Start of RECORDS TO PROCESS

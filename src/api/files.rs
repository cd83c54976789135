// SPDX-License-Identifier: AGPL-3.0-or-later
//
// Copyright (C) 2026 The todo-api-server authors

//! Attachment upload and download handlers.
//!
//! Uploads return a storage key; the client binds that key to a todo via
//! `image_key` at creation time. Downloads either proxy the bytes through
//! the service or hand out a direct-access URL, depending on the route.

use axum::{
    extract::{Multipart, Path, State},
    http::{header, StatusCode},
    Json,
};

use crate::{
    auth::Auth,
    error::ApiError,
    models::{FileUrlResponse, UploadResponse},
    state::AppState,
};

#[utoipa::path(
    post,
    path = "/api/files",
    request_body(content = String, content_type = "multipart/form-data"),
    tag = "Files",
    responses((status = 201, body = UploadResponse), (status = 400))
)]
pub async fn upload_file(
    State(state): State<AppState>,
    Auth(_user): Auth,
    mut multipart: Multipart,
) -> Result<(StatusCode, Json<UploadResponse>), ApiError> {
    while let Some(field) = multipart
        .next_field()
        .await
        .map_err(|e| ApiError::bad_request(format!("Malformed multipart body: {e}")))?
    {
        if field.name() != Some("file") {
            continue;
        }

        let filename = field.file_name().unwrap_or("file").to_string();
        let data = field
            .bytes()
            .await
            .map_err(|e| ApiError::bad_request(format!("Malformed multipart body: {e}")))?;

        let key = state.objects.save(&data, &filename).await?;
        return Ok((StatusCode::CREATED, Json(UploadResponse { key })));
    }

    Err(ApiError::bad_request("Missing \"file\" field"))
}

#[utoipa::path(
    get,
    path = "/api/files/{key}",
    params(
        ("key" = String, Path, description = "Storage key returned by the upload endpoint")
    ),
    tag = "Files",
    responses(
        (status = 200, description = "Raw object bytes"),
        (status = 404)
    )
)]
pub async fn download_file(
    Path(key): Path<String>,
    State(state): State<AppState>,
    Auth(_user): Auth,
) -> Result<([(header::HeaderName, &'static str); 1], Vec<u8>), ApiError> {
    let data = state.objects.open(&key).await?;
    Ok(([(header::CONTENT_TYPE, "application/octet-stream")], data))
}

/// Resolve a URL under which the object can be fetched directly: a
/// short-lived presigned URL for S3, the internal download path for the
/// local backend. Resolution never checks existence; a fabricated key
/// yields a URL whose fetch 404s.
#[utoipa::path(
    get,
    path = "/api/files/{key}/url",
    params(
        ("key" = String, Path, description = "Storage key returned by the upload endpoint")
    ),
    tag = "Files",
    responses((status = 200, body = FileUrlResponse))
)]
pub async fn file_url(
    Path(key): Path<String>,
    State(state): State<AppState>,
    Auth(_user): Auth,
) -> Result<Json<FileUrlResponse>, ApiError> {
    let url = state.objects.file_url(&key).await?;
    Ok(Json(FileUrlResponse { url }))
}

#[cfg(test)]
mod tests {
    use super::*;
    use crate::api::test_state;
    use crate::auth::claims::test_user;
    use axum::body::Body;
    use axum::extract::FromRequest;
    use axum::http::Request;

    const BOUNDARY: &str = "test-boundary";

    async fn multipart_with(parts: &[(&str, Option<&str>, &[u8])]) -> Multipart {
        let mut body = Vec::new();
        for (name, filename, data) in parts {
            body.extend_from_slice(format!("--{BOUNDARY}\r\n").as_bytes());
            match filename {
                Some(filename) => body.extend_from_slice(
                    format!(
                        "Content-Disposition: form-data; name=\"{name}\"; filename=\"{filename}\"\r\n\r\n"
                    )
                    .as_bytes(),
                ),
                None => body.extend_from_slice(
                    format!("Content-Disposition: form-data; name=\"{name}\"\r\n\r\n").as_bytes(),
                ),
            }
            body.extend_from_slice(data);
            body.extend_from_slice(b"\r\n");
        }
        body.extend_from_slice(format!("--{BOUNDARY}--\r\n").as_bytes());

        let request = Request::builder()
            .header(
                header::CONTENT_TYPE,
                format!("multipart/form-data; boundary={BOUNDARY}"),
            )
            .body(Body::from(body))
            .unwrap();
        Multipart::from_request(request, &()).await.unwrap()
    }

    #[tokio::test]
    async fn upload_then_download_round_trips() {
        let (state, _temp_dir) = test_state();
        let multipart = multipart_with(&[("file", Some("photo.jpg"), b"image bytes")]).await;

        let (status, Json(upload)) =
            upload_file(State(state.clone()), Auth(test_user("user-a")), multipart)
                .await
                .expect("upload succeeds");
        assert_eq!(status, StatusCode::CREATED);
        assert!(upload.key.ends_with("_photo.jpg"));

        let (headers, data) = download_file(
            Path(upload.key),
            State(state),
            Auth(test_user("user-a")),
        )
        .await
        .expect("download succeeds");
        assert_eq!(headers[0].1, "application/octet-stream");
        assert_eq!(data, b"image bytes");
    }

    #[tokio::test]
    async fn upload_without_file_field_is_rejected() {
        let (state, _temp_dir) = test_state();
        let multipart = multipart_with(&[("note", None, b"not a file")]).await;

        let err = upload_file(State(state), Auth(test_user("user-a")), multipart)
            .await
            .expect_err("upload without file field is rejected");
        assert_eq!(err.status, StatusCode::BAD_REQUEST);
    }

    #[tokio::test]
    async fn download_missing_key_is_not_found() {
        let (state, _temp_dir) = test_state();

        let err = download_file(
            Path("20260101000000000000_deadbeef_nope.png".to_string()),
            State(state),
            Auth(test_user("user-a")),
        )
        .await
        .expect_err("missing object is rejected");
        assert_eq!(err.status, StatusCode::NOT_FOUND);
    }

    #[tokio::test]
    async fn file_url_resolves_internal_path_for_local_backend() {
        let (state, _temp_dir) = test_state();

        let Json(response) = file_url(
            Path("abc_photo.jpg".to_string()),
            State(state),
            Auth(test_user("user-a")),
        )
        .await
        .expect("url resolution succeeds");
        assert_eq!(response.url, "/api/files/abc_photo.jpg");
    }
}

End of RECORDS TO PROCESS

Retype the records above so that nothing differs from the original.

filename src/api/files.rs
repository cd83c54976789135
// SPDX-License-Identifier: AGPL-3.0-or-later
//
// Copyright (C) 2026 The todo-api-server authors

//! Attachment upload and download handlers.
//!
//! Uploads return a storage key; the client binds that key to a todo via
//! `image_key` at creation time. Downloads either proxy the bytes through
//! the service or hand out a direct-access URL, depending on the route.

use axum::{
    extract::{Multipart, Path, State},
    http::{header, StatusCode},
    Json,
};

use crate::{
    auth::Auth,
    error::ApiError,
    models::{FileUrlResponse, UploadResponse},
    state::AppState,
};

#[utoipa::path(
    post,
    path = "/api/files",
    request_body(content = String, content_type = "multipart/form-data"),
    tag = "Files",
    responses((status = 201, body = UploadResponse), (status = 400))
)]
pub async fn upload_file(
    State(state): State<AppState>,
    Auth(_user): Auth,
    mut multipart: Multipart,
) -> Result<(StatusCode, Json<UploadResponse>), ApiError> {
    while let Some(field) = multipart
        .next_field()
        .await
        .map_err(|e| ApiError::bad_request(format!("Malformed multipart body: {e}")))?
    {
        if field.name() != Some("file") {
            continue;
        }

        let filename = field.file_name().unwrap_or("file").to_string();
        let data = field
            .bytes()
            .await
            .map_err(|e| ApiError::bad_request(format!("Malformed multipart body: {e}")))?;

        let key = state.objects.save(&data, &filename).await?;
        return Ok((StatusCode::CREATED, Json(UploadResponse { key })));
    }

    Err(ApiError::bad_request("Missing \"file\" field"))
}

#[utoipa::path(
    get,
    path = "/api/files/{key}",
    params(
        ("key" = String, Path, description = "Storage key returned by the upload endpoint")
    ),
    tag = "Files",
    responses(
        (status = 200, description = "Raw object bytes"),
        (status = 404)
    )
)]
pub async fn download_file(
    Path(key): Path<String>,
    State(state): State<AppState>,
    Auth(_user): Auth,
) -> Result<([(header::HeaderName, &'static str); 1], Vec<u8>), ApiError> {
    let data = state.objects.open(&key).await?;
    Ok(([(header::CONTENT_TYPE, "application/octet-stream")], data))
}

/// Resolve a URL under which the object can be fetched directly: a
/// short-lived presigned URL for S3, the internal download path for the
/// local backend. Resolution never checks existence; a fabricated key
/// yields a URL whose fetch 404s.
#[utoipa::path(
    get,
    path = "/api/files/{key}/url",
    params(
        ("key" = String, Path, description = "Storage key returned by the upload endpoint")
    ),
    tag = "Files",
    responses((status = 200, body = FileUrlResponse))
)]
pub async fn file_url(
    Path(key): Path<String>,
    State(state): State<AppState>,
    Auth(_user): Auth,
) -> Result<Json<FileUrlResponse>, ApiError> {
    let url = state.objects.file_url(&key).await?;
    Ok(Json(FileUrlResponse { url }))
}

#[cfg(test)]
mod tests {
    use super::*;
    use crate::api::test_state;
    use crate::auth::claims::test_user;
    use axum::body::Body;
    use axum::extract::FromRequest;
    use axum::http::Request;

    const BOUNDARY: &str = "test-boundary";

    async fn multipart_with(parts: &[(&str, Option<&str>, &[u8])]) -> Multipart {
        let mut body = Vec::new();
        for (name, filename, data) in parts {
            body.extend_from_slice(format!("--{BOUNDARY}\r\n").as_bytes());
            match filename {
                Some(filename) => body.extend_from_slice(
                    format!(
                        "Content-Disposition: form-data; name=\"{name}\"; filename=\"{filename}\"\r\n\r\n"
                    )
                    .as_bytes(),
                ),
                None => body.extend_from_slice(
                    format!("Content-Disposition: form-data; name=\"{name}\"\r\n\r\n").as_bytes(),
                ),
            }
            body.extend_from_slice(data);
            body.extend_from_slice(b"\r\n");
        }
        body.extend_from_slice(format!("--{BOUNDARY}--\r\n").as_bytes());

        let request = Request::builder()
            .header(
                header::CONTENT_TYPE,
                format!("multipart/form-data; boundary={BOUNDARY}"),
            )
            .body(Body::from(body))
            .unwrap();
        Multipart::from_request(request, &()).await.unwrap()
    }

    #[tokio::test]
    async fn upload_then_download_round_trips() {
        let (state, _temp_dir) = test_state();
        let multipart = multipart_with(&[("file", Some("photo.jpg"), b"image bytes")]).await;

        let (status, Json(upload)) =
            upload_file(State(state.clone()), Auth(test_user("user-a")), multipart)
                .await
                .expect("upload succeeds");
        assert_eq!(status, StatusCode::CREATED);
        assert!(upload.key.ends_with("_photo.jpg"));

        let (headers, data) = download_file(
            Path(upload.key),
            State(state),
            Auth(test_user("user-a")),
        )
        .await
        .expect("download succeeds");
        assert_eq!(headers[0].1, "application/octet-stream");
        assert_eq!(data, b"image bytes");
    }

    #[tokio::test]
    async fn upload_without_file_field_is_rejected() {
        let (state, _temp_dir) = test_state();
        let multipart = multipart_with(&[("note", None, b"not a file")]).await;

        let err = upload_file(State(state), Auth(test_user("user-a")), multipart)
            .await
            .expect_err("upload without file field is rejected");
        assert_eq!(err.status, StatusCode::BAD_REQUEST);
    }

    #[tokio::test]
    async fn download_missing_key_is_not_found() {
        let (state, _temp_dir) = test_state();

        let err = download_file(
            Path("20260101000000000000_deadbeef_nope.png".to_string()),
            State(state),
            Auth(test_user("user-a")),
        )
        .await
        .expect_err("missing object is rejected");
        assert_eq!(err.status, StatusCode::NOT_FOUND);
    }

    #[tokio::test]
    async fn file_url_resolves_internal_path_for_local_backend() {
        let (state, _temp_dir) = test_state();

        let Json(response) = file_url(
            Path("abc_photo.jpg".to_string()),
            State(state),
            Auth(test_user("user-a")),
        )
        .await
        .expect("url resolution succeeds");
        assert_eq!(response.url, "/api/files/abc_photo.jpg");
    }
}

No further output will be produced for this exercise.